◆ Records to use ◆
☆ ☆ ☆ ☆

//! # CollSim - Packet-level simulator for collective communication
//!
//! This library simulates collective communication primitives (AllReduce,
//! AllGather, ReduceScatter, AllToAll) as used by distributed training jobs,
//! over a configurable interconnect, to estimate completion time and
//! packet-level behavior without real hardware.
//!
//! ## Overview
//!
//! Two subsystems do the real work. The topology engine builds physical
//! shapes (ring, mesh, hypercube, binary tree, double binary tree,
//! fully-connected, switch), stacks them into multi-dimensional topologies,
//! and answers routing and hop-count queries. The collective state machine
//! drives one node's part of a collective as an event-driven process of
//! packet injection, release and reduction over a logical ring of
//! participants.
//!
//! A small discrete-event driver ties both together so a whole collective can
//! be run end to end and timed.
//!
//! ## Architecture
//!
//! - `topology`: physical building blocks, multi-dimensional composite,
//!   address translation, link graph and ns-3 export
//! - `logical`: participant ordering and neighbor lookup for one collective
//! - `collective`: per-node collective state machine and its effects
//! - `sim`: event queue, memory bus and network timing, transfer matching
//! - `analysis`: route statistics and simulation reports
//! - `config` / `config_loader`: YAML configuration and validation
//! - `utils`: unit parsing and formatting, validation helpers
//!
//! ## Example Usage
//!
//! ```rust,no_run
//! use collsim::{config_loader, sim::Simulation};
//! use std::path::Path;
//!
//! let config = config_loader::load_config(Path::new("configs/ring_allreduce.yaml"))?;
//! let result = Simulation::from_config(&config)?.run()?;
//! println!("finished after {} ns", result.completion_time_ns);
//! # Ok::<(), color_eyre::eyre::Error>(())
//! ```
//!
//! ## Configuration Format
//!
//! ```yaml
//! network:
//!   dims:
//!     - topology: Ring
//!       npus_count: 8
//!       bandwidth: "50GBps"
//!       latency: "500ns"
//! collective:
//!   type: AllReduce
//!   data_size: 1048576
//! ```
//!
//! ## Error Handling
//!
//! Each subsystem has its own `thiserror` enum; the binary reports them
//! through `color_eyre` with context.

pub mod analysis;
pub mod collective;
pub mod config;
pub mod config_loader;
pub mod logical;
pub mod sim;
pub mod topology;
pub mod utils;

☆ ☆ ☆ ☆

◆ Work request ◆
Go through the entries and copy every line with "reports".

◆ Expected answer ◆
//! - `analysis`: route statistics and simulation reports
//! Each subsystem has its own `thiserror` enum; the binary reports them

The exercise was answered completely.